**WHAT YOU ARE ASKED TO DO**
In the data below, which lines hold the word "single"? Copy them.

Extracted records

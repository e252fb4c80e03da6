// loader configuration
use super::block::BLOCK_SIZE;
use super::card::STATUS_IDLE;
use super::error::{LoaderError, Result};

#[derive(Debug, Clone, PartialEq, Eq)]
pub struct LoaderConfig {
    pub block_size: usize,
    /// Leading bytes of the stream that are read but never written (A78 header).
    pub header_skip_bytes: u32,
    /// Blocks read per load, regardless of the header skip.
    pub total_sectors: u32,
    /// Device status value that lets the loader leave `Idle`.
    pub device_ready_idle_value: u8,
    /// First block of the image on the medium.
    pub start_block: u32,
    /// Abort after this many ticks without progress. `None` waits forever.
    pub stall_timeout_ticks: Option<u64>,
}

impl Default for LoaderConfig {
    fn default() -> Self {
        Self {
            block_size: BLOCK_SIZE,
            header_skip_bytes: 128,
            total_sectors: 97,
            device_ready_idle_value: STATUS_IDLE,
            start_block: 1,
            stall_timeout_ticks: None,
        }
    }
}

impl LoaderConfig {
    pub fn validate(&self) -> Result<()> {
        if self.block_size == 0 || self.block_size > u32::MAX as usize {
            return Err(LoaderError::InvalidConfig(format!(
                "block_size {} out of range",
                self.block_size
            )));
        }
        if self.total_sectors == 0 {
            return Err(LoaderError::InvalidConfig("total_sectors must be at least 1".into()));
        }
        if self.start_block.checked_add(self.total_sectors - 1).is_none() {
            return Err(LoaderError::InvalidConfig(format!(
                "{} sectors from block {} run past the last addressable block",
                self.total_sectors, self.start_block
            )));
        }
        if self.header_skip_bytes as u64 > self.stream_len() {
            return Err(LoaderError::InvalidConfig(format!(
                "header_skip_bytes {} exceeds the {} byte stream",
                self.header_skip_bytes,
                self.stream_len()
            )));
        }
        Ok(())
    }

    /// Bytes read from the device over a whole load.
    pub fn stream_len(&self) -> u64 {
        self.total_sectors as u64 * self.block_size as u64
    }

    /// Bytes that land in the memory target after the header skip.
    pub fn payload_len(&self) -> u64 {
        self.stream_len().saturating_sub(self.header_skip_bytes as u64)
    }
}

#[cfg(test)]
mod tests {
    use super::*;

    #[test]
    fn default_payload_is_97_sectors_minus_header() {
        let cfg = LoaderConfig::default();
        assert_eq!(cfg.stream_len(), 49664);
        assert_eq!(cfg.payload_len(), 49536);
        assert!(cfg.validate().is_ok());
    }

    #[test]
    fn rejects_degenerate_values() {
        let zero = LoaderConfig { total_sectors: 0, ..Default::default() };
        assert!(zero.validate().is_err());

        let huge_header = LoaderConfig {
            total_sectors: 1,
            header_skip_bytes: 513,
            ..Default::default()
        };
        assert!(huge_header.validate().is_err());
    }

    #[test]
    fn last_sector_must_be_addressable() {
        let at_edge = LoaderConfig { start_block: u32::MAX - 96, ..Default::default() };
        assert!(at_edge.validate().is_ok());

        let past_edge = LoaderConfig { start_block: u32::MAX - 95, ..Default::default() };
        assert!(matches!(past_edge.validate(), Err(LoaderError::InvalidConfig(_))));

        let single = LoaderConfig {
            start_block: u32::MAX,
            total_sectors: 1,
            header_skip_bytes: 0,
            ..Default::default()
        };
        assert!(single.validate().is_ok());
    }
}
//! Word lists for Word Scramble
//!
//! Root words and the default dictionary are embedded in the binary; either can be
//! replaced by a newline-delimited file at startup.

mod embedded;
pub mod loader;

pub use embedded::{DICTIONARY, DICTIONARY_COUNT, START_WORDS, START_WORDS_COUNT};

#[cfg(test)]
mod tests {
    use super::*;

    #[test]
    fn start_words_count_matches_const() {
        assert_eq!(START_WORDS.len(), START_WORDS_COUNT);
    }

    #[test]
    fn dictionary_count_matches_const() {
        assert_eq!(DICTIONARY.len(), DICTIONARY_COUNT);
    }

    #[test]
    fn start_words_are_lowercase_letters() {
        for &word in START_WORDS {
            assert!(!word.is_empty());
            assert!(
                word.chars().all(|c| c.is_ascii_lowercase()),
                "Word '{word}' contains non-lowercase chars"
            );
        }
    }

    #[test]
    fn start_words_are_in_dictionary() {
        // Every root word must itself be a real word
        let dictionary: std::collections::HashSet<_> = DICTIONARY.iter().collect();

        for word in START_WORDS {
            assert!(
                dictionary.contains(word),
                "Root word '{word}' not in dictionary"
            );
        }
    }

    #[test]
    fn silkworm_is_available() {
        assert!(START_WORDS.contains(&"silkworm"));
        assert!(DICTIONARY.contains(&"silk"));
    }
}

**ANSWER SECTION**
        let single = LoaderConfig {
        assert!(single.validate().is_ok());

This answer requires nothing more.